_Directions for this task_:
When you respond, write out each entry exactly as it stands.

_Task data_:
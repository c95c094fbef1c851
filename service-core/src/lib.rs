//! service-core: Shared infrastructure for the line item edit service.
pub mod config;
pub mod error;
pub mod middleware;
pub mod observability;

_Exercise result_:
repository c95c094fbef1c851
filename service-core/src/lib.rs
//! service-core: Shared infrastructure for the line item edit service.
pub mod config;
pub mod error;
pub mod middleware;
pub mod observability;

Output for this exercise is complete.